Work item: Work out how many lines in the material beneath contain "debug". Give only that number.
*** Begin section ***
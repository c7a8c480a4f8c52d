//! File-based record sink
//!
//! Layout under the data directory:
//!
//! ```text
//! packets.jsonl   one PacketRecord per line, append-only
//! nodes.json      snapshot of all NodeRecords, rewritten on upsert
//! ```

use crate::backend::mem::MemorySink;
use crate::{NodeRecord, PacketRecord, RecordSink, StorageError};
use async_trait::async_trait;
use std::fs::{File, OpenOptions};
use std::io::{BufRead, BufReader, Read, Seek, SeekFrom, Write};
use std::path::{Path, PathBuf};
use std::sync::Mutex;
use tracing::{debug, info, warn};

const PACKETS_FILE: &str = "packets.jsonl";
const NODES_FILE: &str = "nodes.json";

/// File-backed sink with an in-memory index
pub struct FileSink {
    data_dir: PathBuf,
    index: MemorySink,
    /// Append handle for the packet log
    packets: Mutex<File>,
    /// Serializes node snapshot rewrites
    nodes_lock: Mutex<()>,
}

impl FileSink {
    /// Open (or create) a sink under `data_dir`, loading existing records
    pub async fn open(data_dir: impl Into<PathBuf>) -> Result<Self, StorageError> {
        let data_dir = data_dir.into();
        std::fs::create_dir_all(&data_dir)?;

        let index = MemorySink::new();
        let loaded_packets = load_packets(&data_dir.join(PACKETS_FILE), &index)?;
        let loaded_nodes = load_nodes(&data_dir.join(NODES_FILE), &index)?;
        info!(
            "Opened record store at {} ({} packets, {} nodes)",
            data_dir.display(),
            loaded_packets,
            loaded_nodes
        );

        let mut packets = OpenOptions::new()
            .create(true)
            .append(true)
            .open(data_dir.join(PACKETS_FILE))?;
        if ends_mid_line(&data_dir.join(PACKETS_FILE))? {
            packets.write_all(b"\n")?;
        }

        Ok(Self {
            data_dir,
            index,
            packets: Mutex::new(packets),
            nodes_lock: Mutex::new(()),
        })
    }

    fn save_nodes(&self) -> Result<(), StorageError> {
        let _guard = self
            .nodes_lock
            .lock()
            .map_err(|_| StorageError::Backend("node snapshot lock poisoned".to_string()))?;

        let content = serde_json::to_string_pretty(&self.index.nodes_sorted())?;
        let tmp = self.data_dir.join(format!("{}.tmp", NODES_FILE));
        std::fs::write(&tmp, content)?;
        std::fs::rename(&tmp, self.data_dir.join(NODES_FILE))?;
        Ok(())
    }
}

fn load_packets(path: &Path, index: &MemorySink) -> Result<usize, StorageError> {
    if !path.exists() {
        return Ok(0);
    }

    let mut loaded = 0;
    for (line_no, line) in BufReader::new(File::open(path)?).lines().enumerate() {
        let line = line?;
        if line.trim().is_empty() {
            continue;
        }
        match serde_json::from_str::<PacketRecord>(&line) {
            Ok(record) => {
                if index.insert_packet_sync(record) {
                    loaded += 1;
                }
            }
            // a crash mid-append leaves at most one partial line
            Err(e) => warn!("Skipping unreadable packet record at line {}: {}", line_no + 1, e),
        }
    }
    Ok(loaded)
}

fn ends_mid_line(path: &Path) -> Result<bool, StorageError> {
    let mut file = File::open(path)?;
    if file.metadata()?.len() == 0 {
        return Ok(false);
    }
    let mut last = [0u8; 1];
    file.seek(SeekFrom::End(-1))?;
    file.read_exact(&mut last)?;
    Ok(last[0] != b'\n')
}

fn load_nodes(path: &Path, index: &MemorySink) -> Result<usize, StorageError> {
    if !path.exists() {
        return Ok(0);
    }

    let content = std::fs::read_to_string(path)?;
    let nodes: Vec<NodeRecord> = serde_json::from_str(&content).map_err(|e| {
        StorageError::Corruption(format!("Invalid node snapshot {}: {}", path.display(), e))
    })?;

    let count = nodes.len();
    for node in nodes {
        index.upsert_node_sync(node);
    }
    Ok(count)
}

#[async_trait]
impl RecordSink for FileSink {
    async fn insert_packet(&self, record: PacketRecord) -> Result<bool, StorageError> {
        let mut line = serde_json::to_string(&record)?;
        line.push('\n');

        // held across check, append and index update
        let mut file = self
            .packets
            .lock()
            .map_err(|_| StorageError::Backend("packet log lock poisoned".to_string()))?;
        if self.index.contains_packet(&record.timestamp) {
            debug!(timestamp = %record.timestamp, "packet already stored, ignoring");
            return Ok(false);
        }

        file.write_all(line.as_bytes())?;
        self.index.insert_packet_sync(record);
        debug!("Appended packet record ({} bytes)", line.len());
        Ok(true)
    }

    async fn upsert_node(&self, node: NodeRecord) -> Result<(), StorageError> {
        self.index.upsert_node_sync(node);
        self.save_nodes()
    }

    async fn packets(&self) -> Result<Vec<PacketRecord>, StorageError> {
        Ok(self.index.packets_sorted())
    }

    async fn node(&self, id: &str) -> Result<Option<NodeRecord>, StorageError> {
        self.index.node(id).await
    }

    async fn nodes(&self) -> Result<Vec<NodeRecord>, StorageError> {
        Ok(self.index.nodes_sorted())
    }

    async fn flush(&self) -> Result<(), StorageError> {
        let file = self
            .packets
            .lock()
            .map_err(|_| StorageError::Backend("packet log lock poisoned".to_string()))?;
        file.sync_data()?;
        Ok(())
    }
}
*** End section ***
Answer space: 3